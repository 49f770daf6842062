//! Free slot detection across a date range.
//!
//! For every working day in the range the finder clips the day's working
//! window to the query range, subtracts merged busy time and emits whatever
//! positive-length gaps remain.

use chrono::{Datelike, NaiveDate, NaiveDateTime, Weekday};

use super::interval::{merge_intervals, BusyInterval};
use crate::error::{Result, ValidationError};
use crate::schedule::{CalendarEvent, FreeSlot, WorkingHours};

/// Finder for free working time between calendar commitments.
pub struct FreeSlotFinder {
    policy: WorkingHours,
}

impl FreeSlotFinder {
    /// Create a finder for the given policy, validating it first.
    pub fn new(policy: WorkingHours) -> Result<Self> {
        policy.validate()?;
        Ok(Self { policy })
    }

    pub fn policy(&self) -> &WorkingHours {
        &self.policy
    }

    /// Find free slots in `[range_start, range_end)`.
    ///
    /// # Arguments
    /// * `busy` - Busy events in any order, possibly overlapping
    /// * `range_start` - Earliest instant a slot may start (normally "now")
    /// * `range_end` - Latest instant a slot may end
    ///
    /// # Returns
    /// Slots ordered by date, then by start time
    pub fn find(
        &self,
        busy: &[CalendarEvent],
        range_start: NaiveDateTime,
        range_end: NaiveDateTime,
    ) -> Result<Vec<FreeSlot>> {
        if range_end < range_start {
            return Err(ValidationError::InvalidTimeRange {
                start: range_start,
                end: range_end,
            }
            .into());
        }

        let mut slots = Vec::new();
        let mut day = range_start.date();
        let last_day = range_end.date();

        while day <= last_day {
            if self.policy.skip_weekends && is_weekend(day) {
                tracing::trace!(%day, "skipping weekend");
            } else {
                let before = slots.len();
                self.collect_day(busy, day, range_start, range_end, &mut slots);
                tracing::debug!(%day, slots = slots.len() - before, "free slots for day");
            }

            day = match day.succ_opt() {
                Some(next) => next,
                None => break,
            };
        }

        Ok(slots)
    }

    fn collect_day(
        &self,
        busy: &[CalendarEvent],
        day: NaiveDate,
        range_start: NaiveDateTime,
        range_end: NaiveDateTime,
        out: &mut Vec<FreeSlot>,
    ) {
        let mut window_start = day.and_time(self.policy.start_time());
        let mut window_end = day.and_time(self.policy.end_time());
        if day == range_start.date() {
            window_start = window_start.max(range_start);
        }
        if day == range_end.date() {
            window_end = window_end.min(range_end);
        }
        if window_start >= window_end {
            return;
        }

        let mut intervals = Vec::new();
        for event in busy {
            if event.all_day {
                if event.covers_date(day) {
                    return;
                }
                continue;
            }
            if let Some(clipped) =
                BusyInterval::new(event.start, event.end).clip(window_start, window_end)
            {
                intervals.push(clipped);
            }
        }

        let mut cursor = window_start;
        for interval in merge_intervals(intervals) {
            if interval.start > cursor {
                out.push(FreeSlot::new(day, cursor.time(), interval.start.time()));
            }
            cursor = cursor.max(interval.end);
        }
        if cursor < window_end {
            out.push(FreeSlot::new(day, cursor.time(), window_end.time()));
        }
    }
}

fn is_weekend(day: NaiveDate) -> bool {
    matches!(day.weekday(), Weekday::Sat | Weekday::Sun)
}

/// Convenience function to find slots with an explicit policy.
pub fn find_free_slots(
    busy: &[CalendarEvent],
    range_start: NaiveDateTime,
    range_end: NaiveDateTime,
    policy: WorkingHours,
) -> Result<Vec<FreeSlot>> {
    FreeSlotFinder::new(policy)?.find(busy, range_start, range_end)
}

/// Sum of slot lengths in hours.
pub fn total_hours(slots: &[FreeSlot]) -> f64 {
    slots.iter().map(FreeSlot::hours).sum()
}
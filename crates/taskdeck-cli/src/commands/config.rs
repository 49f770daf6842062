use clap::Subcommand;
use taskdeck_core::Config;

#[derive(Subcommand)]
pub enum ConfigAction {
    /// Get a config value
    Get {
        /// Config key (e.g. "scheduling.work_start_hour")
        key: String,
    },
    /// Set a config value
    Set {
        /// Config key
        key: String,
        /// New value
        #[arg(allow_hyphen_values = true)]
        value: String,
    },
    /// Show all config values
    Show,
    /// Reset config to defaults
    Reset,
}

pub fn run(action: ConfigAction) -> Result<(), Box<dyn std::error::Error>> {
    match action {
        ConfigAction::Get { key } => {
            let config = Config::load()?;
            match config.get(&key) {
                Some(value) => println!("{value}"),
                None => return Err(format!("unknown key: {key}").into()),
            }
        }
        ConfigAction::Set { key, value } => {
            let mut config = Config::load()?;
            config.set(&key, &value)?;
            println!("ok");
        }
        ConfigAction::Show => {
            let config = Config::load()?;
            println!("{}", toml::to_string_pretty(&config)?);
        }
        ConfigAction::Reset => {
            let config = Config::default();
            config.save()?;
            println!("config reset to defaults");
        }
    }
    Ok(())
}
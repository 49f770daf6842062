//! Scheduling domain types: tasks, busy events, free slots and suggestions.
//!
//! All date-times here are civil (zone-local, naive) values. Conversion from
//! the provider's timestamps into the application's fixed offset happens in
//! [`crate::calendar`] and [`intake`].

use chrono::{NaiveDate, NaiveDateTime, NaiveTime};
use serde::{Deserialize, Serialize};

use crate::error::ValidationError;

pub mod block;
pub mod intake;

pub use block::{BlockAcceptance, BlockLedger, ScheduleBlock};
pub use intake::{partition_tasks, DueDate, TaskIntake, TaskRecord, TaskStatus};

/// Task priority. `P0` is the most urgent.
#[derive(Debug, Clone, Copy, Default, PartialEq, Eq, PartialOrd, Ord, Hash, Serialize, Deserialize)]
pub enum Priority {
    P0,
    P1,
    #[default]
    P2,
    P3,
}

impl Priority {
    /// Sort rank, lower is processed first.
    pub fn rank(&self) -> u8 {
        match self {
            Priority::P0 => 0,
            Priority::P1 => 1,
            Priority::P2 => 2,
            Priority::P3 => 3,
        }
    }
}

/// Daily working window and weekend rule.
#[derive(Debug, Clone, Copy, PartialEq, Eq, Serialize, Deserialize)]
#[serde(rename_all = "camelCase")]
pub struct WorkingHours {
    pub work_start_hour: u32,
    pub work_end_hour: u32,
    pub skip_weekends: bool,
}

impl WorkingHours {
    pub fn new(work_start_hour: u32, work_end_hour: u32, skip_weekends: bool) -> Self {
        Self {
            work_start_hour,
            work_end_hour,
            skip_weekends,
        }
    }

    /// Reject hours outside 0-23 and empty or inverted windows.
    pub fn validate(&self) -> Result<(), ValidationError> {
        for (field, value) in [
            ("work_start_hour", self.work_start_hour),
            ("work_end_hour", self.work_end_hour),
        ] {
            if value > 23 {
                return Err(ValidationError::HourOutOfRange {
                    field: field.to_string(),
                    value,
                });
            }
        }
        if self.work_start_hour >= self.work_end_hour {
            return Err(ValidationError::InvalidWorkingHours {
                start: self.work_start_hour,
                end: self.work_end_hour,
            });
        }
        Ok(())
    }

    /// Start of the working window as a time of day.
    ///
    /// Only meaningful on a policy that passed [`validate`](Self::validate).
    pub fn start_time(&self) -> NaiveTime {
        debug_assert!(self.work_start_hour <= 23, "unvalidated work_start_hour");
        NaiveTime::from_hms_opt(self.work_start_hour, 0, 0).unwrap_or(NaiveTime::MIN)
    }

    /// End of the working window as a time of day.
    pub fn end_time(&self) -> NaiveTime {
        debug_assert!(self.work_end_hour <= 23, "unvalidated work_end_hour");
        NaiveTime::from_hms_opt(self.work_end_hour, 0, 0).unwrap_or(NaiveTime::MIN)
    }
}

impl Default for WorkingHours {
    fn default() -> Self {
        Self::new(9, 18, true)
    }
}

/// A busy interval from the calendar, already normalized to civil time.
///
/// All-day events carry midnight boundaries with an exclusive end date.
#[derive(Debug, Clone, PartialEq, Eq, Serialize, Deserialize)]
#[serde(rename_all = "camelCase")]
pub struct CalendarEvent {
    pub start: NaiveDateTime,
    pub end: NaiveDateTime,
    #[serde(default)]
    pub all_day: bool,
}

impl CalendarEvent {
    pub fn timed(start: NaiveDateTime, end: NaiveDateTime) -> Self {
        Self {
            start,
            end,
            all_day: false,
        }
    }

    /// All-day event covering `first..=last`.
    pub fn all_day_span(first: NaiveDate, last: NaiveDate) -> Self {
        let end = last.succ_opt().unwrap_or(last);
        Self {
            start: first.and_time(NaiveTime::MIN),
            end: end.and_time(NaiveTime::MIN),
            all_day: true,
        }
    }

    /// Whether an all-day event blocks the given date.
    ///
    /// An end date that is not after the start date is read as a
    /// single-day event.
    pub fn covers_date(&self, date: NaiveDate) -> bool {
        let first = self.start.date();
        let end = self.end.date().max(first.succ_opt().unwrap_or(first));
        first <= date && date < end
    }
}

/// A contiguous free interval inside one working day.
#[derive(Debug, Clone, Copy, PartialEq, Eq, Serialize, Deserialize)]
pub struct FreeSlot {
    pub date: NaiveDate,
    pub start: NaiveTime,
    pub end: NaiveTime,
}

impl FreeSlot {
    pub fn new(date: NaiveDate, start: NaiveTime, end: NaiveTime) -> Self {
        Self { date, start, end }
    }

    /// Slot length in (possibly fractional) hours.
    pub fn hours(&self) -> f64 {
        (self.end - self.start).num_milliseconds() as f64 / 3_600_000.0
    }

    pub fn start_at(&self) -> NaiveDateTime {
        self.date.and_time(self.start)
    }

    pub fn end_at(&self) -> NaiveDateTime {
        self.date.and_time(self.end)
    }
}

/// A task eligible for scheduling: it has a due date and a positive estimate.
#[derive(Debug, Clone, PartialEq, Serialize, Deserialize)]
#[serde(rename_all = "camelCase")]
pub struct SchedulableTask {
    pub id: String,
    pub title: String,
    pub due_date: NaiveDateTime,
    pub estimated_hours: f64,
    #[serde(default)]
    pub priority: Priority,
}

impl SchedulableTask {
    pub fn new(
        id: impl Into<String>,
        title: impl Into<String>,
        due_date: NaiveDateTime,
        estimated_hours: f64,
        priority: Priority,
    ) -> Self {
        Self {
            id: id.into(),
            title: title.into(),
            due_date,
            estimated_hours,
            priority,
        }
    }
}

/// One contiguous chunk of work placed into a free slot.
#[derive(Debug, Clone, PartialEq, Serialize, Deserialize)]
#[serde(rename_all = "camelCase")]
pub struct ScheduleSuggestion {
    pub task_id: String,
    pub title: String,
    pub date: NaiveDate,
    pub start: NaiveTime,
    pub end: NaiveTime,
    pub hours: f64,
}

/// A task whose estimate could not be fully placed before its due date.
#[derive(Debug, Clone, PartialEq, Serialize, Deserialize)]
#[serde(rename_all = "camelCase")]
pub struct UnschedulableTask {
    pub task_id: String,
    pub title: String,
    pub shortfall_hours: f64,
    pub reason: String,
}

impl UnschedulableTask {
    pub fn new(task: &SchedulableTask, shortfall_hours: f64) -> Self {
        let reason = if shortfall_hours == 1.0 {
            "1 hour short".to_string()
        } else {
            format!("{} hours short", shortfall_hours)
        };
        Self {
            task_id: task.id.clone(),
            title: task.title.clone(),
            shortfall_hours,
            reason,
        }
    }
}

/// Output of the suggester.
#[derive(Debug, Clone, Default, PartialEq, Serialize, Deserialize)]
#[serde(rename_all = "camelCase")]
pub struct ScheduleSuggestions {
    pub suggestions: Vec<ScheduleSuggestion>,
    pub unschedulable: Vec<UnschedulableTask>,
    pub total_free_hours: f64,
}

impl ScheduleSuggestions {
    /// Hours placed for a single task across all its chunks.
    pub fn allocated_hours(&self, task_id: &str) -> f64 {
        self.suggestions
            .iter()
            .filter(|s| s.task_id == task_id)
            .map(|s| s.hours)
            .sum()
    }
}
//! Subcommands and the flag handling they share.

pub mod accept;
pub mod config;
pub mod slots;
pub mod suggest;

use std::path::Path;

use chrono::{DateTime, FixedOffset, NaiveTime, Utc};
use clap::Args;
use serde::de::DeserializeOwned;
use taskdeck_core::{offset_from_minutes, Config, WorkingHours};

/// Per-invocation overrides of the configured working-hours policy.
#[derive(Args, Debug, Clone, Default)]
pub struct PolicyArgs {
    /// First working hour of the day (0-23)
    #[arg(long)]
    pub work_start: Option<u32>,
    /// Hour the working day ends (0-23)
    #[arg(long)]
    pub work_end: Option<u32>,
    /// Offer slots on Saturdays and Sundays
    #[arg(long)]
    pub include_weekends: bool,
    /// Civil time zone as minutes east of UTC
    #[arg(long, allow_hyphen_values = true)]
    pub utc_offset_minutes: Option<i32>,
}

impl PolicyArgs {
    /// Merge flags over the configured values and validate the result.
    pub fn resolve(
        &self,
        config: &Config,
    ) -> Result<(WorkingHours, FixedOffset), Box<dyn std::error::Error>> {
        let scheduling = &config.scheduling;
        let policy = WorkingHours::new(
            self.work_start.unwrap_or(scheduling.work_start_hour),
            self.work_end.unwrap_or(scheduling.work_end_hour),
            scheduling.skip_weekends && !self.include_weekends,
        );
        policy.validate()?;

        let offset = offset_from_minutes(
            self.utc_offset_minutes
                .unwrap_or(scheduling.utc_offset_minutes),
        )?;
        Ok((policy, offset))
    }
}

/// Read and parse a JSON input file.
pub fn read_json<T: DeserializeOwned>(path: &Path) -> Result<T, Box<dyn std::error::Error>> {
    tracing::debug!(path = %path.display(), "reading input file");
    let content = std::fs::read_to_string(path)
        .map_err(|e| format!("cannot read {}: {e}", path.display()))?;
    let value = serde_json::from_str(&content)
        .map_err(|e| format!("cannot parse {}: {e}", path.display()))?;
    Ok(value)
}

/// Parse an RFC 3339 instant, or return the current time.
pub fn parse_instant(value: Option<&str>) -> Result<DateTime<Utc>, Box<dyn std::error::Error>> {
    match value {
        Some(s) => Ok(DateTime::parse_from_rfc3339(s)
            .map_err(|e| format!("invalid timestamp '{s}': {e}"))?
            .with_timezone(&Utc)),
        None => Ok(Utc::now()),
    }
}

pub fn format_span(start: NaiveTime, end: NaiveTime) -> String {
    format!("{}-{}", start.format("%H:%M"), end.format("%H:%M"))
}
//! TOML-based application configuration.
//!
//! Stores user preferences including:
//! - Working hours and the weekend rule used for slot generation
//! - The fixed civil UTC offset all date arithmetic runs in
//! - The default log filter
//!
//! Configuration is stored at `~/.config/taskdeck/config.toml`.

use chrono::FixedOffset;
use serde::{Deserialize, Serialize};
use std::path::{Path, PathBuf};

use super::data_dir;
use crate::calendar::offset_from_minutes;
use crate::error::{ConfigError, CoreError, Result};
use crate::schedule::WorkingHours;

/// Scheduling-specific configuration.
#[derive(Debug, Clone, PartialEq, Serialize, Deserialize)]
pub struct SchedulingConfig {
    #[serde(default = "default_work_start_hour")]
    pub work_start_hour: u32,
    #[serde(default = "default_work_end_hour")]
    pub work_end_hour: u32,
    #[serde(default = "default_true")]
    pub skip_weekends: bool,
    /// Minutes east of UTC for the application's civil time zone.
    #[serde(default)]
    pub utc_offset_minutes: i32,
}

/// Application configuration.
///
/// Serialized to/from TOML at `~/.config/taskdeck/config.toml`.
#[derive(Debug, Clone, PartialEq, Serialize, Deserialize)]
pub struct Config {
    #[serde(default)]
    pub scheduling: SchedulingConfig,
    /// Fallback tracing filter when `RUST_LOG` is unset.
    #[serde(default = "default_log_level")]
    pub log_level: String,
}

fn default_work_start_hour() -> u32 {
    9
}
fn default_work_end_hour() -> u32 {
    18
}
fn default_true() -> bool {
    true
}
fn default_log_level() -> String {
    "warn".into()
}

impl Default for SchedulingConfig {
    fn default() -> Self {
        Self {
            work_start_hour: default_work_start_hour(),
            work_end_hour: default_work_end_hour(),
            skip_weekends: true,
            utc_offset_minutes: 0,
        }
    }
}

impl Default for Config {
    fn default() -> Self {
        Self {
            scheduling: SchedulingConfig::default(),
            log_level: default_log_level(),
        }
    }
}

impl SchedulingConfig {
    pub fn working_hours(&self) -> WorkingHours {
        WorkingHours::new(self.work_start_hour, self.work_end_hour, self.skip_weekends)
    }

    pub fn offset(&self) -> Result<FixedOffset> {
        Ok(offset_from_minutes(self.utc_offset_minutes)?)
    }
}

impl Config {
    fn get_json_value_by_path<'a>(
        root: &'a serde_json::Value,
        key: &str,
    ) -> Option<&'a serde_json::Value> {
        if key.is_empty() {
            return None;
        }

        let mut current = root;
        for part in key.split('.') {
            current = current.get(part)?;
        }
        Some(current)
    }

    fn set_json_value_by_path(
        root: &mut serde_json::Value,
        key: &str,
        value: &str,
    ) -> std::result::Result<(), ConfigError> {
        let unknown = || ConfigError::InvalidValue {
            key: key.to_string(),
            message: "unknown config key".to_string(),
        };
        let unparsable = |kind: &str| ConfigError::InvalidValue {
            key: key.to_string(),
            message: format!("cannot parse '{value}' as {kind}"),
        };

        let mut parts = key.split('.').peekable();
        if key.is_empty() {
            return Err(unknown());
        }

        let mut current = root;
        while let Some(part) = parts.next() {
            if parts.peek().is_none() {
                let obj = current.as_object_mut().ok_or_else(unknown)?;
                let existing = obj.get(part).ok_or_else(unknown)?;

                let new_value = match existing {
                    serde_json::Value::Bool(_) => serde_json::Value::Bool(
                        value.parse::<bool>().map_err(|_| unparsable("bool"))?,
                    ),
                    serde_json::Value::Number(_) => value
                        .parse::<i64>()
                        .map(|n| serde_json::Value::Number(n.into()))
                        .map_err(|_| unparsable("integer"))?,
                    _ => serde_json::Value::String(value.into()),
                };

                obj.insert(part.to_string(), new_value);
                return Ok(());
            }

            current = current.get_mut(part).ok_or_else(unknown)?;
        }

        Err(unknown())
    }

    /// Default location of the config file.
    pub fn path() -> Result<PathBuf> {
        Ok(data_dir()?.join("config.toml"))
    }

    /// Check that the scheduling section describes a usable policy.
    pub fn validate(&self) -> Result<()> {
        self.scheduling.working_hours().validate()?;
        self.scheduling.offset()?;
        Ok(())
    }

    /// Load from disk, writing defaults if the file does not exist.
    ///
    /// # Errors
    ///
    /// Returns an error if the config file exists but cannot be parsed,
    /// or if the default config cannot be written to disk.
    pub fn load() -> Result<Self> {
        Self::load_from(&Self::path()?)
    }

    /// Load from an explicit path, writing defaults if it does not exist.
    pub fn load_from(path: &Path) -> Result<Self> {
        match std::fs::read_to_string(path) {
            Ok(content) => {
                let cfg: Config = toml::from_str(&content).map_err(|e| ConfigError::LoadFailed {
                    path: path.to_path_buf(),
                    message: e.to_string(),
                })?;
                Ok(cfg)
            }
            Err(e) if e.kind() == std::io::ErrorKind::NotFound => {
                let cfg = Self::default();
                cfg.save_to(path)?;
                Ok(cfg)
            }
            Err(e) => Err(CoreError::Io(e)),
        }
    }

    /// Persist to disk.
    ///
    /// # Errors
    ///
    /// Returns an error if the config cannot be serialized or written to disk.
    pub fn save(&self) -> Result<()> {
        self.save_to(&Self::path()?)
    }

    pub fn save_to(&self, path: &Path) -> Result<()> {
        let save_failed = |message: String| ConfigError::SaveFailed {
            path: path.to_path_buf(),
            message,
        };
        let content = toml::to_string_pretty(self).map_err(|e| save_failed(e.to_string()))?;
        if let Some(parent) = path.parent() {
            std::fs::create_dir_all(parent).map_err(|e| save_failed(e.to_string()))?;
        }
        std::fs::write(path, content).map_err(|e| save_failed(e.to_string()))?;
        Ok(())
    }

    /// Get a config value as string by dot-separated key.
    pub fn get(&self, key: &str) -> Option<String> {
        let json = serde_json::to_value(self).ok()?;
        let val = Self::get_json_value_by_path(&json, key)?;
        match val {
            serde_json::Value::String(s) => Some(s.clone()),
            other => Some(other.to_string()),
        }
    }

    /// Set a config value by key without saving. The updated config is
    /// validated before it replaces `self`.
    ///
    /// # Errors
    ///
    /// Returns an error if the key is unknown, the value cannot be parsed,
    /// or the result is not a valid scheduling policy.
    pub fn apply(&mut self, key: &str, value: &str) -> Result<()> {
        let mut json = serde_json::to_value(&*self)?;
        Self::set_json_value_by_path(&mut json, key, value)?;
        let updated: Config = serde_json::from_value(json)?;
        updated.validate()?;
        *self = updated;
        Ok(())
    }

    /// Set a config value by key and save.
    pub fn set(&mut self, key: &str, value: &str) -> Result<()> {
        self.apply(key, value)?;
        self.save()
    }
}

What to work on: Reproduce word for word the material above, starting with the line that has "return None;" and stopping after the line that has "let obj = current.as_object_mut().ok_or_else(unknown)?;".

Final answer:
            return None;
        }

        let mut current = root;
        for part in key.split('.') {
            current = current.get(part)?;
        }
        Some(current)
    }

    fn set_json_value_by_path(
        root: &mut serde_json::Value,
        key: &str,
        value: &str,
    ) -> std::result::Result<(), ConfigError> {
        let unknown = || ConfigError::InvalidValue {
            key: key.to_string(),
            message: "unknown config key".to_string(),
        };
        let unparsable = |kind: &str| ConfigError::InvalidValue {
            key: key.to_string(),
            message: format!("cannot parse '{value}' as {kind}"),
        };

        let mut parts = key.split('.').peekable();
        if key.is_empty() {
            return Err(unknown());
        }

        let mut current = root;
        while let Some(part) = parts.next() {
            if parts.peek().is_none() {
                let obj = current.as_object_mut().ok_or_else(unknown)?;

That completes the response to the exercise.